- [HOW TO COMPLETE THIS TASK] Two lines mark the range in the entries below: the one holding "write_u32_fast(buffer, j +" and the one holding "let mut glyph = [0u8; 4];". Set down those two and all lines between them, exactly.

'''

use anyhow::Result;
use std::io::Write;
use std::time::Instant;

use super::pixel::{FrameBuffer, Pixel};

/// Lower half block: background paints the top pixel, foreground the bottom one.
pub const HALF_BLOCK: char = '▄';

const SYNC_BEGIN: &[u8] = b"\x1b[?2026h";
const SYNC_END: &[u8] = b"\x1b[?2026l";

/// Paints frame buffers onto a truecolor terminal, two pixel rows per
/// character row, emitting only the cells that changed.
pub struct DiffRenderer<W: Write> {
    out: W,
    render_buffer: Vec<u8>,
    synchronized: bool,
}

impl<W: Write> DiffRenderer<W> {
    pub fn new(out: W) -> Self {
        Self {
            out,
            render_buffer: Vec::with_capacity(64 * 1024),
            synchronized: false,
        }
    }

    /// Bracket every non-empty paint in DEC mode 2026 so the terminal
    /// presents the whole frame at once.
    pub fn with_synchronized_updates(mut self, enabled: bool) -> Self {
        self.synchronized = enabled;
        self
    }

    /// Writes every cell whose top or bottom pixel differs from `previous`
    /// and returns how many cells were written.
    ///
    /// The last row and column are not drawn when they would need a pixel
    /// past the edge; a trailing odd row is dropped.
    /// Colour state is left as is after the last glyph.
    pub fn paint(&mut self, current: &FrameBuffer, previous: &FrameBuffer) -> Result<usize> {
        assert_eq!(
            current.dimensions(),
            previous.dimensions(),
            "previous frame must match the current frame size"
        );

        let start_render = Instant::now();
        let (width, height) = current.dimensions();

        self.render_buffer.clear();
        let buffer = &mut self.render_buffer;

        if self.synchronized {
            buffer.extend_from_slice(SYNC_BEGIN);
        }

        let mut written = 0usize;
        for i in (0..height - 1).step_by(2) {
            for j in 0..width - 1 {
                let top = current.get(i, j);
                let bottom = current.get(i + 1, j);

                if top == previous.get(i, j) && bottom == previous.get(i + 1, j) {
                    continue;
                }

                // Cursor: ESC[row;colH
                buffer.extend_from_slice(b"\x1b[");
                write_u32_fast(buffer, i / 2 + 1);
                buffer.push(b';');
                write_u32_fast(buffer, j + 1);
                buffer.push(b'H');

                // BG: ESC[48;2;R;G;Bm   FG: ESC[38;2;R;G;Bm
                write_color(buffer, b"\x1b[48;2;", top);
                write_color(buffer, b"\x1b[38;2;", bottom);

                let mut glyph = [0u8; 4];
                buffer.extend_from_slice(HALF_BLOCK.encode_utf8(&mut glyph).as_bytes());

                written += 1;
            }
        }

        if written == 0 {
            return Ok(0);
        }

        if self.synchronized {
            buffer.extend_from_slice(SYNC_END);
        }

        self.out.write_all(buffer)?;
        self.out.flush()?;

        let render_time = start_render.elapsed();
        if render_time.as_millis() > 10 {
            log::debug!(
                "slow paint: {}us | cells: {} | frame: {}x{}",
                render_time.as_micros(),
                written,
                width,
                height
            );
        }

        Ok(written)
    }

    pub fn clear(&mut self) -> Result<()> {
        self.out.write_all(b"\x1b[2J")?;
        self.out.flush()?;
        Ok(())
    }

    /// Single colour reset, issued once when playback ends.
    pub fn reset(&mut self) -> Result<()> {
        self.out.write_all(b"\x1b[0m")?;
        self.out.flush()?;
        Ok(())
    }

    /// Other overlays (the info bar) write through here so the terminal
    /// stream keeps a single owner.
    pub fn writer_mut(&mut self) -> &mut W {
        &mut self.out
    }

    #[cfg(test)]
    pub fn into_inner(self) -> W {
        self.out
    }
}

#[inline(always)]
fn write_color(buffer: &mut Vec<u8>, prefix: &[u8], pixel: Pixel) {
    debug_assert!(!pixel.is_sentinel(), "sentinel pixels are never painted");
    buffer.extend_from_slice(prefix);
    write_u8_fast(buffer, pixel.r as u8);
    buffer.push(b';');
    write_u8_fast(buffer, pixel.g as u8);
    buffer.push(b';');
    write_u8_fast(buffer, pixel.b as u8);
    buffer.push(b'm');
}

// Helper for zero-allocation integer writing
#[inline(always)]
pub(crate) fn write_u8_fast(buffer: &mut Vec<u8>, mut n: u8) {
    if n >= 100 {
        buffer.push(b'0' + n / 100);
        n %= 100;
        buffer.push(b'0' + n / 10);
        buffer.push(b'0' + n % 10);
    } else if n >= 10 {
        buffer.push(b'0' + n / 10);
        buffer.push(b'0' + n % 10);
    } else {
        buffer.push(b'0' + n);
    }
}

#[inline(always)]
pub(crate) fn write_u32_fast(buffer: &mut Vec<u8>, mut n: u32) {
    let mut digits = [0u8; 10];
    let mut len = 0;
    loop {
        digits[len] = b'0' + (n % 10) as u8;
        len += 1;
        n /= 10;
        if n == 0 {
            break;
        }
    }
    buffer.extend(digits[..len].iter().rev());
}

#[cfg(test)]
mod tests {
    use super::*;

    fn solid(width: u32, height: u32, pixel: Pixel) -> FrameBuffer {
        FrameBuffer::filled(width, height, pixel)
    }

    fn count(haystack: &[u8], needle: &[u8]) -> usize {
        haystack.windows(needle.len()).filter(|w| *w == needle).count()
    }

    fn glyphs(out: &[u8]) -> usize {
        count(out, "▄".as_bytes())
    }

    #[test]
    fn test_identical_frames_emit_nothing() {
        let frame = solid(6, 6, Pixel::rgb(1, 2, 3));
        let mut renderer = DiffRenderer::new(Vec::new()).with_synchronized_updates(true);

        let written = renderer.paint(&frame, &frame).unwrap();
        assert_eq!(written, 0);
        assert!(renderer.into_inner().is_empty());
    }

    #[test]
    fn test_full_paint_against_sentinel() {
        // 5x5: rows 0 and 2 are drawn (row 4 has no partner), columns 0..=3
        let frame = solid(5, 5, Pixel::rgb(9, 9, 9));
        let mut renderer = DiffRenderer::new(Vec::new());

        let written = renderer.paint(&frame, &FrameBuffer::blank(5, 5)).unwrap();
        let out = renderer.into_inner();

        assert_eq!(written, 2 * 4);
        assert_eq!(glyphs(&out), 8);
        assert_eq!(count(&out, b"\x1b[48;2;"), 8);
        assert_eq!(count(&out, b"\x1b[38;2;"), 8);
        assert_eq!(count(&out, b"\x1b[0m"), 0);
    }

    #[test]
    fn test_even_frame_trims_last_column_only() {
        let frame = solid(4, 4, Pixel::rgb(0, 0, 0));
        let mut renderer = DiffRenderer::new(Vec::new());
        let written = renderer.paint(&frame, &FrameBuffer::blank(4, 4)).unwrap();
        assert_eq!(written, 2 * 3);
    }

    #[test]
    fn test_single_changed_cell_sequence() {
        let previous = solid(4, 4, Pixel::rgb(0, 0, 0));
        let mut current = previous.clone();
        // Cell at character row 2, column 2: pixel rows 2 (top) and 3 (bottom)
        current.set(2, 1, Pixel::rgb(255, 10, 0));
        current.set(3, 1, Pixel::rgb(7, 80, 200));

        let mut renderer = DiffRenderer::new(Vec::new());
        assert_eq!(renderer.paint(&current, &previous).unwrap(), 1);

        let out = String::from_utf8(renderer.into_inner()).unwrap();
        assert_eq!(out, "\x1b[2;2H\x1b[48;2;255;10;0m\x1b[38;2;7;80;200m▄");
    }

    #[test]
    fn test_bottom_pixel_change_triggers_redraw() {
        let previous = solid(4, 2, Pixel::rgb(5, 5, 5));
        let mut current = previous.clone();
        current.set(1, 0, Pixel::rgb(5, 5, 6));

        let mut renderer = DiffRenderer::new(Vec::new());
        assert_eq!(renderer.paint(&current, &previous).unwrap(), 1);
    }

    #[test]
    fn test_changes_on_trimmed_edge_are_ignored() {
        let previous = solid(3, 3, Pixel::rgb(5, 5, 5));
        let mut current = previous.clone();
        current.set(2, 0, Pixel::rgb(1, 1, 1)); // odd trailing row
        current.set(0, 2, Pixel::rgb(1, 1, 1)); // last column

        let mut renderer = DiffRenderer::new(Vec::new());
        assert_eq!(renderer.paint(&current, &previous).unwrap(), 0);
    }

    #[test]
    fn test_synchronized_bracket() {
        let frame = solid(2, 2, Pixel::rgb(1, 1, 1));
        let mut renderer = DiffRenderer::new(Vec::new()).with_synchronized_updates(true);
        renderer.paint(&frame, &FrameBuffer::blank(2, 2)).unwrap();

        let out = renderer.into_inner();
        assert!(out.starts_with(SYNC_BEGIN));
        assert!(out.ends_with(SYNC_END));
    }

    #[test]
    fn test_write_numbers() {
        let mut buf = Vec::new();
        write_u8_fast(&mut buf, 0);
        buf.push(b' ');
        write_u8_fast(&mut buf, 42);
        buf.push(b' ');
        write_u8_fast(&mut buf, 255);
        buf.push(b' ');
        write_u32_fast(&mut buf, 0);
        buf.push(b' ');
        write_u32_fast(&mut buf, 1080);
        assert_eq!(buf, b"0 42 255 0 1080");
    }
}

'''

- [TASK SOLUTION]
                write_u32_fast(buffer, j + 1);
                buffer.push(b'H');

                // BG: ESC[48;2;R;G;Bm   FG: ESC[38;2;R;G;Bm
                write_color(buffer, b"\x1b[48;2;", top);
                write_color(buffer, b"\x1b[38;2;", bottom);

                let mut glyph = [0u8; 4];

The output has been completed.